Sunday, May 5, 2013

Snakes in the Woods: (Almost) a YouTube Sensation


In the ancient Greek story, Tiresisas the seer is walking in the woods one day when he comes upon two snakes in the act of coitus. He strikes them with his stick and is instantly transformed from a man to a woman. Years later he comes upon another  pair of snakes in the same act. A quick hand with the stick and, presto, he's changed back to a man. Tiresisas is now in a postion to answer the eternal question the Greeks -- a famously philosophical, and scientific-minded, race -- put to him. Who has more pleasure in the act of love, the man or the woman? For the record, the seer's reply is the woman.
            I'm afraid we saw something different in the woods today. Two snakes -- one much larger than the other -- locked together. The reason in this case, however, was the large one was eating the smaller.
            It took a moment before we understood what was going on. Then came that little shock of disbelief. The larger snake, the only one we saw at first, was much larger than any snake we've ever seen around here. Its skin was black and the scales smooth. Accustomed to the homey little things we call garter snakes, I couldn't believe how big he was. Usually when you come upon a snake, it's hightailing -- or low-winding -- away from you, in a hurry to hide beneath some convenient underbrush or leaf pile as fast as its legless body can go. Not this one.
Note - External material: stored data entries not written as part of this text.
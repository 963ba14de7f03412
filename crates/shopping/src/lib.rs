mod list;

pub use list::*;
use std::sync::Arc;

use tokio::sync::watch;

/// Shared search box state
///
/// One component publishes the term the user typed, any number of sibling
/// components read it or wait for changes. Clones share the same term.
#[derive(Debug, Clone)]
pub struct SearchTermStore {
    sender: Arc<watch::Sender<String>>,
}

impl Default for SearchTermStore {
    fn default() -> Self {
        Self::new()
    }
}

impl SearchTermStore {
    pub fn new() -> Self {
        let (sender, _) = watch::channel(String::new());

        Self {
            sender: Arc::new(sender),
        }
    }

    /// Replaces the current term. Subscribers are only woken when it changed.
    pub fn publish(&self, term: impl Into<String>) -> bool {
        let term = term.into();

        self.sender.send_if_modified(|current| {
            if *current == term {
                return false;
            }

            *current = term;
            true
        })
    }

    pub fn current(&self) -> String {
        self.sender.borrow().clone()
    }

    pub fn subscribe(&self) -> watch::Receiver<String> {
        self.sender.subscribe()
    }
}
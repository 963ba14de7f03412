use eatsoon_shared::Recipe;

use crate::normalize::normalize_name;

/// Catalog recipes matching a free-text query.
///
/// A blank query returns the whole catalog. Otherwise the normalized query
/// must appear in the recipe name, its space-joined tags, or one of its
/// ingredient names.
pub fn search_recipes<'a>(recipes: &'a [Recipe], query: &str) -> Vec<&'a Recipe> {
    let query = normalize_name(query);
    if query.is_empty() {
        return recipes.iter().collect();
    }

    recipes
        .iter()
        .filter(|recipe| {
            let tags = recipe
                .tags
                .iter()
                .map(|tag| normalize_name(tag))
                .collect::<Vec<_>>()
                .join(" ");

            normalize_name(&recipe.name).contains(&query)
                || tags.contains(&query)
                || recipe
                    .ingredients
                    .iter()
                    .any(|ingredient| normalize_name(ingredient.display_name()).contains(&query))
        })
        .collect()
}
use anyhow::Result;
use clap::Args;
use eatsoon::config::Config;
use eatsoon_recipe::Strategy;

use super::{SnapshotArgs, print_json};

#[derive(Args, Debug)]
pub struct RecommendArgs {
    #[command(flatten)]
    pub snapshots: SnapshotArgs,

    /// best, expiring or available
    #[arg(long, default_value_t = Strategy::Best)]
    pub strategy: Strategy,

    /// Maximum number of recipes (overrides config file)
    #[arg(long)]
    pub top_k: Option<usize>,

    /// Drop recipes missing more ingredients than this (overrides config file)
    #[arg(long)]
    pub max_missing: Option<usize>,

    /// Only recipes the pantry fully covers
    #[arg(long)]
    pub only_full_match: bool,
}

#[tracing::instrument(skip_all, fields(strategy = %args.strategy))]
pub async fn run(config: Config, args: RecommendArgs) -> Result<()> {
    let pantry = args.snapshots.load_pantry(&config).await?;
    let recipes = args.snapshots.load_recipes(&config).await?;

    let mut options = config.recommendation.to_options();
    if let Some(top_k) = args.top_k {
        options = options.top_k(top_k);
    }
    if let Some(max_missing) = args.max_missing {
        options = options.max_missing(max_missing);
    }
    if args.only_full_match {
        options = options.only_full_match(true);
    }

    let ranked = args.strategy.recommend(&recipes, &pantry, &options);
    tracing::info!(returned = ranked.len(), "recommendation finished");

    print_json(&ranked)
}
            While the snake had some patchwork patterning, like striations on his skin, I couldn't talk myself into believing he was some kind of eccentric variation of rattler. But he puzzled us by being half under a leaf and brush pile and in no apparent hurry to make himself scarce.
            One end of him corkscrewed out of the leaf pile and came into plain view.
            "So that's the head?" Anne asked.
            "It looks like the tail," I replied.
            "Then he has tails at both ends."
            That is kind of the way it looks. The other end of him is obscured by the leaf pile. Then some  other pointy end pops out.
            "No," I say when the picture comes into focus, "that's his head -- eating another snake."
            The big snake has his mouth open -- I can't say "wide" because it looks narrow for what he's attempting -- and is clearly around what must be the head-end of the smaller snake. Some blood shows on the smaller one's skin. We can't tell how much of the smaller one is already inside that mouth.
            What we can see is a lot of thrashing. The big one moves its body abruptly from side to another; it looks like some fancy computer graphic swinging a convex curve into concave and back again. Then it straightens its long body, as if to open the tube of its inner self some teeny bit wider to take more of the tube-like body of the creature it's consuming into its slow-moving digestive track.
            This may sound disgusting, but in the moment it's eerily fascinating.
            The skinny one -- the common garter snake, the kind of snake we're used to seeing in the woods doing that rapid rustle in the grass routine (producing the moment of consciousness Emily Dickinson brilliantly described as "zero at the bone") -- appears to be trying to move its tail. The skinny end of it wraps around the body of the larger one as if seeking purchase to pull the rest of itself back out. Or this may be, we speculate, a reflex from a creature essentially dead already. Maybe the far end of the tail hasn't got the message yet.
            In any event it's going to be a long day for the black snake even if he does get to the end of what he's -- bitten off?
            "His eyes are bigger than his stomach," Anne says.
            But I don't know how to measure a snake's stomach. Or is stomach a meaningless term for snake anatomy? I am a child in matters reptilian.
            What looks to us like a death-match struggle of unfairly matched contestants wrestling in the dirt may be the only way a snake of this size gets a full meal.
            The consumer yanks the consumed in one direction, toward us, and we jump back. Then he drags it back into the leaf and bush pile.
            I don't know how long we would have kept watching, and I doubt final consumption/consummation is imminent, but big snake now begins to slap its tail back and forth in the leaves, making a low noise.
            It's too much like the behavior of a rattler, only there's little real noise and no rattle. Still it looks to me like communication. I think he's finally realized we're there: two large creatures standing near and watching him work.
            "What's that?" she asks.
            I suspect it's meaningful, I tell her. "I think he's warning us to stay away. I think it's communication."
            "OK. Then let's go."
            We assure one another we were just about to get a move on anyway.
            Back at the house, Anne ID's the big snake as a "black racer," from 36 to 60 inches long, and sometimes stretching out to 6 feet. I'm estimating the one we saw at about 4.5 feet. A photo on line confirms the smaller one as a garter snake.
            I recall deciding right before we left the house for our walk that we didn't need the camera. Of course, what we really needed was a video camera.
            "Too bad," Anne points out. "It would have been a YouTube sensation."